China finalizes the 14th Five-Year Plan 

On March 4, more than 5,000 Chinese political officials gathered for the annual “two sessions.” The Chinese People’s Political Consultative Conference and the National People’s Congress -- the country’s top legislature -- meet through March 11 to hammer out a budget and the 14th Five-Year Plan. 

At the top of the agenda, this year’s Government Work Report reintroduced China’s annual growth target, setting a minimum of 6% in GDP growth in 2021, although 8-9% growth is more likely. China had scrapped this target in 2020 due to the pandemic. Beijing is also emphasizing a shift from quantity to quality of growth, boosting spending in research and development by more than 7% per year by 2025. 

This is part of a longer-term strategy to build self-sufficiency and reduce China’s dependency on Western technology in seven specific areas including artificial intelligence, quantum computing and integrated circuits -- particularly “third generation” semiconductors critical to electrical vehicles and renewable energy. Those technologies, in turn, are a springboard into the 2030s when China plans to emerge as a fully developed advanced production economy.

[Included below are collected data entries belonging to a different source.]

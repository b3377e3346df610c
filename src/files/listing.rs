//! Generated directory listing pages.
//!
//! Entries are collected and sorted up front, then rendered one line at a
//! time as the writer pulls bytes, so the page is never held in memory whole
//! and is sent with chunked framing.

use std::io;
use std::path::Path;
use std::pin::Pin;
use std::task::{Context, Poll};

use tokio::fs;
use tokio::io::{AsyncRead, ReadBuf};

#[derive(Debug, Clone, Copy, PartialEq, Eq)]
pub enum EntryKind {
    File,
    Directory,
    Symlink,
}

#[derive(Debug, Clone, PartialEq, Eq)]
pub struct Entry {
    pub name: String,
    pub kind: EntryKind,
}

impl Entry {
    fn href(&self) -> String {
        let mut href = urlencoding::encode(&self.name).into_owned();
        if self.kind == EntryKind::Directory {
            href.push('/');
        }
        href
    }

    fn display_name(&self) -> String {
        let mut name = escape_html(&self.name);
        match self.kind {
            EntryKind::Directory => name.push('/'),
            EntryKind::Symlink => name.push('@'),
            EntryKind::File => {}
        }
        name
    }
}

/// Reads the entries of `dir`, ordered by name (case-insensitive, ties by exact bytes).
pub async fn read_entries(dir: &Path) -> io::Result<Vec<Entry>> {
    let mut read_dir = fs::read_dir(dir).await?;
    let mut entries = Vec::new();

    while let Some(entry) = read_dir.next_entry().await? {
        let file_type = entry.file_type().await?;
        let kind = if file_type.is_symlink() {
            EntryKind::Symlink
        } else if file_type.is_dir() {
            EntryKind::Directory
        } else {
            EntryKind::File
        };
        entries.push(Entry {
            name: entry.file_name().to_string_lossy().into_owned(),
            kind,
        });
    }

    entries.sort_by(|a, b| {
        a.name
            .to_lowercase()
            .cmp(&b.name.to_lowercase())
            .then_with(|| a.name.cmp(&b.name))
    });
    Ok(entries)
}

#[derive(Debug, Clone, Copy, PartialEq, Eq)]
enum Section {
    Header,
    Entries,
    Footer,
    Done,
}

/// HTML listing page rendered lazily as an [`AsyncRead`].
#[derive(Debug)]
pub struct ListingBody {
    title: String,
    entries: std::vec::IntoIter<Entry>,
    section: Section,
    pending: Vec<u8>,
    offset: usize,
}

impl ListingBody {
    /// `request_path` is the decoded path the listing is shown for.
    pub fn new(request_path: &str, entries: Vec<Entry>) -> Self {
        Self {
            title: format!("Directory listing for {}", escape_html(request_path)),
            entries: entries.into_iter(),
            section: Section::Header,
            pending: Vec::new(),
            offset: 0,
        }
    }

    /// Renders the next piece of the page into `pending`. False once finished.
    fn refill(&mut self) -> bool {
        self.pending.clear();
        self.offset = 0;

        match self.section {
            Section::Header => {
                self.pending.extend_from_slice(
                    format!(
                        "<!DOCTYPE html>\n<html lang=\"en\">\n<head>\n<meta charset=\"utf-8\">\n\
                         <title>{0}</title>\n</head>\n<body>\n<h1>{0}</h1>\n<hr>\n<ul>\n",
                        self.title
                    )
                    .as_bytes(),
                );
                self.section = Section::Entries;
            }
            Section::Entries => match self.entries.next() {
                Some(entry) => {
                    self.pending.extend_from_slice(
                        format!(
                            "<li><a href=\"{}\">{}</a></li>\n",
                            entry.href(),
                            entry.display_name()
                        )
                        .as_bytes(),
                    );
                }
                None => {
                    self.section = Section::Footer;
                    return self.refill();
                }
            },
            Section::Footer => {
                self.pending
                    .extend_from_slice(b"</ul>\n<hr>\n</body>\n</html>\n");
                self.section = Section::Done;
            }
            Section::Done => return false,
        }
        true
    }
}

impl AsyncRead for ListingBody {
    fn poll_read(
        mut self: Pin<&mut Self>,
        _cx: &mut Context<'_>,
        buf: &mut ReadBuf<'_>,
    ) -> Poll<io::Result<()>> {
        let this = &mut *self;
        while this.offset == this.pending.len() {
            if !this.refill() {
                return Poll::Ready(Ok(()));
            }
        }

        let available = &this.pending[this.offset..];
        let n = available.len().min(buf.remaining());
        buf.put_slice(&available[..n]);
        this.offset += n;
        Poll::Ready(Ok(()))
    }
}

pub fn escape_html(s: &str) -> String {
    let mut out = String::with_capacity(s.len());
    for c in s.chars() {
        match c {
            '&' => out.push_str("&amp;"),
            '<' => out.push_str("&lt;"),
            '>' => out.push_str("&gt;"),
            '"' => out.push_str("&quot;"),
            '\'' => out.push_str("&#x27;"),
            _ => out.push(c),
        }
    }
    out
}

Crucial to the strategy: boosting domestic demand, part of what the Communist Party calls a “dual circulation” development model. To this end, the Five-Year-Plan committed to specific targets in key areas, including:

  • Improving urban-rural logistics

  • Speeding up e-commerce

  • Extending express delivery services to rural areas

  • Promoting new infrastructure and new urbanization

  • Investing more to improve public services


Disclaimer

Our only investment advice: NFTs, really?